Tuesday, April 7, 2009

HISTORY: The Great Migration


The third and last generation of blues musicians and music (the very fact of changing “generations” shows that the blues creatively transforms its own roots) is the electric generation: music in the cities. Much as Charley Patton changed the blues on the basis of an audience, this third generation was driven at least in part by concerns for what listeners wanted. After the “Great Migration” to northern cities, black people did not want to hear country soloists singing blues from down home; the music had to be adapted to city paces, city sounds, city philosophies. White people, for their part, wanted electricity, showmanship, ensemble style, and an energetic beat to go with their brand new radios and jukeboxes. (These trends can also be seen in the shift from first to second generation: with an increasing concern for real popularity came the increasing use of rhythm, energy, and complexity from Robert Johnson on). Thus, the blues changed not once but twice because its makers came to an awareness of themselves, their audience, and the tools available to capitalize on that audience.
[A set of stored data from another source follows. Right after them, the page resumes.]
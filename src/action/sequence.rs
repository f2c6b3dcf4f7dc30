use std::collections::VecDeque;
use std::time::Duration;

use tracing::error;

use super::{ActionEnv, ActionStatus, LineAction, RunningAction};

/// Runs a list of actions one after another, each to completion before the next starts.
#[derive(Debug, Default)]
pub struct ActionSequence {
    pending: VecDeque<Option<LineAction>>,
    current: Option<RunningAction>,
    position: usize,
}

impl ActionSequence {
    pub fn new(actions: &[Option<LineAction>]) -> Self {
        Self {
            pending: actions.iter().cloned().collect(),
            current: None,
            position: 0,
        }
    }

    pub fn is_empty(&self) -> bool {
        self.pending.is_empty() && self.current.is_none()
    }

    /// Advances the sequence. Only the action running on entry receives `dt`.
    pub fn poll(&mut self, env: &mut ActionEnv<'_>, dt: Duration) -> ActionStatus {
        let mut dt = dt;
        loop {
            if let Some(action) = self.current.as_mut() {
                if action.poll(env, std::mem::take(&mut dt)) == ActionStatus::Running {
                    return ActionStatus::Running;
                }
                self.current = None;
            }

            let Some(next) = self.pending.pop_front() else {
                return ActionStatus::Finished;
            };
            let position = self.position;
            self.position += 1;
            match next {
                Some(action) => self.current = Some(action.instantiate()),
                None => error!(position, "null action in list, skipping"),
            }
        }
    }

    /// Drops the running action and everything still queued.
    pub fn cancel(&mut self, env: &mut ActionEnv<'_>) {
        if let Some(mut action) = self.current.take() {
            action.cancel(env);
        }
        self.pending.clear();
    }
}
With each shift, musicians in the genre could clearly see themselves as artists, professionals, remakers of what would always remain an old and oral tradition—all the more aware of the world around them. No self-reflexive, professional musician strives only to recreate the music of another generation without adding something of his or her own. And this is precisely the fact that sums up the history of the blues. In the case of the two generational gaps, exponents of the changing styles wanted to play whatever was novel, relevant, popular—and not whatever field hollers and folk ballads their parents and grandparents had passed along and preferred. All of this analysis, then, is aimed at the refuting of an outright fiction: that the blues are old, unchanging, written for communal sharing rather than for commercial profiting, and authentic only as an exact genre at the core of later, creative musical scenes. This is an authenticity which white revisionism has imagined: the blues have always been about change and creativity, and just because black people deservedly profit does not make them inauthentic.
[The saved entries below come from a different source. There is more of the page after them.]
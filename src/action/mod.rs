//! Side effects that run before or after a dialogue line.
//!
//! Descriptors are authored data shared by every session. Running one clones it into a
//! [`RunningAction`], so runtime state never leaks back into the descriptor, and the instance is
//! dropped as soon as its step completes.

use std::time::Duration;

use schemars::JsonSchema;
use serde::{Deserialize, Serialize};
use tracing::{debug, error, warn};

use crate::character::AssetRef;
use crate::dialogue::{secs, AudioClip};
use crate::host::{AudioPlayer, ObjectHandle, ObjectQuery, SceneHost};

pub mod curve;
mod sequence;

pub use curve::FadeCurve;
pub use sequence::ActionSequence;

pub type Vec3 = [f32; 3];

/// Full placement of a new object.
#[derive(Clone, Copy, Debug, PartialEq, Serialize, Deserialize, JsonSchema)]
#[serde(default)]
pub struct TransformValues {
    pub position: Vec3,
    /// Euler angles in degrees.
    pub rotation: Vec3,
    pub scale: Vec3,
}

impl Default for TransformValues {
    fn default() -> Self {
        Self {
            position: [0.0; 3],
            rotation: [0.0; 3],
            scale: [1.0; 3],
        }
    }
}

/// Partial transform write; absent components are left untouched.
#[derive(Clone, Copy, Debug, Default, PartialEq, Serialize, Deserialize, JsonSchema)]
#[serde(default)]
pub struct TransformPatch {
    pub position: Option<Vec3>,
    pub rotation: Option<Vec3>,
    pub scale: Option<Vec3>,
}

/// How an action finds the object it works on.
#[derive(Clone, Debug, PartialEq, Eq, Serialize, Deserialize, JsonSchema)]
#[serde(tag = "strategy", rename_all = "snake_case")]
pub enum TargetReference {
    Direct {
        handle: ObjectHandle,
    },
    ByName {
        name: String,
        #[serde(default)]
        within: Option<String>,
    },
    ByTag {
        tag: String,
        #[serde(default)]
        within: Option<String>,
    },
}

impl TargetReference {
    /// Looks the target up, scoping name/tag searches to the children of `within` when set.
    pub fn resolve(&self, scene: &dyn SceneHost) -> Option<ObjectHandle> {
        match self {
            TargetReference::Direct { handle } => scene.exists(*handle).then_some(*handle),
            TargetReference::ByName { name, within } => {
                let parent = scoped_parent(scene, within.as_deref())?;
                scene.find(&ObjectQuery::Name(name.clone()), parent)
            }
            TargetReference::ByTag { tag, within } => {
                let parent = scoped_parent(scene, within.as_deref())?;
                scene.find(&ObjectQuery::Tag(tag.clone()), parent)
            }
        }
    }
}

/// `Some(None)` means unscoped, `None` means the scope parent itself is missing.
fn scoped_parent(scene: &dyn SceneHost, within: Option<&str>) -> Option<Option<ObjectHandle>> {
    match within.map(str::trim).filter(|name| !name.is_empty()) {
        None => Some(None),
        Some(parent) => scene
            .find(&ObjectQuery::Name(parent.to_string()), None)
            .map(Some),
    }
}

#[derive(Clone, Debug, PartialEq, Serialize, Deserialize, JsonSchema)]
pub struct InstantiatePrefab {
    pub prefab: AssetRef,
    #[serde(default)]
    pub name: Option<String>,
    /// Name of the object to parent the new instance to.
    #[serde(default)]
    pub parent: Option<String>,
    #[serde(default)]
    pub transform: TransformValues,
}

#[derive(Clone, Debug, PartialEq, Serialize, Deserialize, JsonSchema)]
pub struct ModifyTransform {
    pub target_name: String,
    #[serde(flatten)]
    pub patch: TransformPatch,
}

#[derive(Clone, Debug, PartialEq, Serialize, Deserialize, JsonSchema)]
pub struct PlayAudioClip {
    pub clip: AudioClip,
    #[serde(default = "default_true")]
    pub wait_for_completion: bool,
}

#[derive(Clone, Debug, PartialEq, Serialize, Deserialize, JsonSchema)]
pub struct SetObjectActive {
    pub target: TargetReference,
    pub active: bool,
    /// Report a missing target as an error instead of a warning.
    #[serde(default)]
    pub fail_if_missing: bool,
}

#[derive(Clone, Debug, PartialEq, Serialize, Deserialize, JsonSchema)]
pub struct FadeSprite {
    pub target: TargetReference,
    #[serde(default)]
    pub from_alpha: f32,
    #[serde(default = "default_alpha")]
    pub to_alpha: f32,
    #[serde(default)]
    pub duration_secs: f32,
    #[serde(default)]
    pub curve: FadeCurve,
    /// Activate the target before the fade starts.
    #[serde(default)]
    pub activate_on_start: bool,
    /// Deactivate the target once the fade completes.
    #[serde(default)]
    pub deactivate_on_end: bool,
}

#[derive(Clone, Debug, Default, PartialEq, Serialize, Deserialize, JsonSchema)]
pub struct ActionGroup {
    #[serde(default)]
    pub actions: Vec<Option<LineAction>>,
}

fn default_true() -> bool {
    true
}

fn default_alpha() -> f32 {
    1.0
}

/// Built-in side effect kinds.
#[derive(Clone, Debug, PartialEq, Serialize, Deserialize, JsonSchema)]
#[serde(tag = "kind", rename_all = "snake_case")]
pub enum LineAction {
    InstantiatePrefab(InstantiatePrefab),
    ModifyTransform(ModifyTransform),
    PlayAudioClip(PlayAudioClip),
    SetObjectActive(SetObjectActive),
    FadeSprite(FadeSprite),
    Group(ActionGroup),
}

impl LineAction {
    pub fn kind_name(&self) -> &'static str {
        match self {
            LineAction::InstantiatePrefab(_) => "instantiate_prefab",
            LineAction::ModifyTransform(_) => "modify_transform",
            LineAction::PlayAudioClip(_) => "play_audio_clip",
            LineAction::SetObjectActive(_) => "set_object_active",
            LineAction::FadeSprite(_) => "fade_sprite",
            LineAction::Group(_) => "group",
        }
    }

    /// Clones the authored defaults into a fresh runtime instance.
    pub fn instantiate(&self) -> RunningAction {
        RunningAction {
            kind: self.kind_name(),
            spec: self.clone(),
            state: RunState::NotStarted,
        }
    }
}

/// Whether an action step has completed.
#[derive(Clone, Copy, Debug, PartialEq, Eq)]
pub enum ActionStatus {
    Running,
    Finished,
}

/// Collaborators available to actions.
pub struct ActionEnv<'a> {
    pub scene: &'a mut dyn SceneHost,
    pub audio: &'a mut dyn AudioPlayer,
}

#[derive(Debug)]
enum RunState {
    NotStarted,
    Waiting {
        remaining: Duration,
    },
    Fading {
        target: ObjectHandle,
        elapsed: Duration,
        duration: Duration,
    },
    Group(Box<ActionSequence>),
    Done,
}

/// Disposable runtime instance of a [`LineAction`].
#[derive(Debug)]
pub struct RunningAction {
    kind: &'static str,
    spec: LineAction,
    state: RunState,
}

impl RunningAction {
    pub fn kind(&self) -> &'static str {
        self.kind
    }

    /// Advances the action. The first call starts it; `dt` is time spent since the last call.
    pub fn poll(&mut self, env: &mut ActionEnv<'_>, dt: Duration) -> ActionStatus {
        if matches!(self.state, RunState::NotStarted) {
            self.state = self.start(env);
            // Time before start does not count towards the action.
            return self.poll_started(env, Duration::ZERO);
        }
        self.poll_started(env, dt)
    }

    fn start(&mut self, env: &mut ActionEnv<'_>) -> RunState {
        match &self.spec {
            LineAction::InstantiatePrefab(spec) => {
                let parent = match spec.parent.as_deref() {
                    Some(name) => {
                        let found = env.scene.find(&ObjectQuery::Name(name.to_string()), None);
                        if found.is_none() {
                            warn!(parent = name, "instantiate parent not found, spawning at root");
                        }
                        found
                    }
                    None => None,
                };
                let spawned = env.scene.instantiate(
                    &spec.prefab,
                    spec.name.as_deref(),
                    parent,
                    &spec.transform,
                );
                if spawned.is_none() {
                    warn!(prefab = spec.prefab.as_str(), "prefab could not be instantiated");
                }
                RunState::Done
            }
            LineAction::ModifyTransform(spec) => {
                match env
                    .scene
                    .find(&ObjectQuery::Name(spec.target_name.clone()), None)
                {
                    Some(target) => env.scene.set_transform(target, &spec.patch),
                    None => warn!(target = %spec.target_name, "transform target not found"),
                }
                RunState::Done
            }
            LineAction::PlayAudioClip(spec) => {
                env.audio.play(&spec.clip);
                if spec.wait_for_completion {
                    RunState::Waiting {
                        remaining: spec.clip.duration(),
                    }
                } else {
                    RunState::Done
                }
            }
            LineAction::SetObjectActive(spec) => {
                match spec.target.resolve(&*env.scene) {
                    Some(target) => env.scene.set_active(target, spec.active),
                    None if spec.fail_if_missing => {
                        error!(target = ?spec.target, "object to toggle not found");
                    }
                    None => warn!(target = ?spec.target, "object to toggle not found"),
                }
                RunState::Done
            }
            LineAction::FadeSprite(spec) => match spec.target.resolve(&*env.scene) {
                Some(target) => {
                    if spec.activate_on_start {
                        env.scene.set_active(target, true);
                    }
                    env.scene.set_alpha(target, spec.from_alpha);
                    RunState::Fading {
                        target,
                        elapsed: Duration::ZERO,
                        duration: secs(spec.duration_secs),
                    }
                }
                None => {
                    warn!(target = ?spec.target, "fade target not found");
                    RunState::Done
                }
            },
            LineAction::Group(group) => {
                RunState::Group(Box::new(ActionSequence::new(&group.actions)))
            }
        }
    }

    fn poll_started(&mut self, env: &mut ActionEnv<'_>, dt: Duration) -> ActionStatus {
        let finished = match &mut self.state {
            RunState::NotStarted => false,
            RunState::Done => true,
            RunState::Waiting { remaining } => {
                *remaining = remaining.saturating_sub(dt);
                remaining.is_zero()
            }
            RunState::Fading {
                target,
                elapsed,
                duration,
            } => {
                let LineAction::FadeSprite(spec) = &self.spec else {
                    return ActionStatus::Finished;
                };
                *elapsed = (*elapsed + dt).min(*duration);
                let t = if duration.is_zero() {
                    1.0
                } else {
                    elapsed.as_secs_f32() / duration.as_secs_f32()
                };
                let eased = spec.curve.apply(t);
                let alpha = spec.from_alpha + (spec.to_alpha - spec.from_alpha) * eased;
                env.scene.set_alpha(*target, alpha);
                let done = elapsed >= duration;
                if done && spec.deactivate_on_end {
                    env.scene.set_active(*target, false);
                }
                done
            }
            RunState::Group(sequence) => sequence.poll(env, dt) == ActionStatus::Finished,
        };
        if finished {
            self.state = RunState::Done;
            ActionStatus::Finished
        } else {
            ActionStatus::Running
        }
    }

    /// Abandons the action mid-flight, cancelling nested steps.
    pub fn cancel(&mut self, env: &mut ActionEnv<'_>) {
        if let RunState::Group(sequence) = &mut self.state {
            sequence.cancel(env);
        }
        if matches!(self.spec, LineAction::PlayAudioClip(_))
            && matches!(self.state, RunState::Waiting { .. })
        {
            env.audio.stop();
        }
        self.state = RunState::Done;
    }
}

impl Drop for RunningAction {
    fn drop(&mut self) {
        debug!(kind = self.kind, "disposed action instance");
    }
}

#[cfg(test)]
#[path = "../tests/action_tests.rs"]
mod tests;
And, arguably, this idea of authenticity is an illusion also of modernism. In the sense that modernism is interested in how the present differs from the past—how the present is either an “expanding upon” or an “erosion of” the past—an imagined distinction is made. Blues and other roots music only fit into the construct of past versus present if their authenticity is hinged on prohibitive closeness to an original, on sticking completely to an original media, instrumentation, performance style, subject matter, etc. But, again, this is an illusion. The blues, at least, were never rooted in one social practice or one region; bluesmen and their music have always traveled. In fact, travel is an essential component of the music. Nothing could be more absurd than to think about the blues without concomitantly thinking about speed, escape, fatality, “riding the blinds,” hoboing, getting lost somewhere with only an instrument to win friends and make money. As this playlist will show, pinning the blues to one region, one culture, and one sound is an outgrowth of too-easy racial grouping.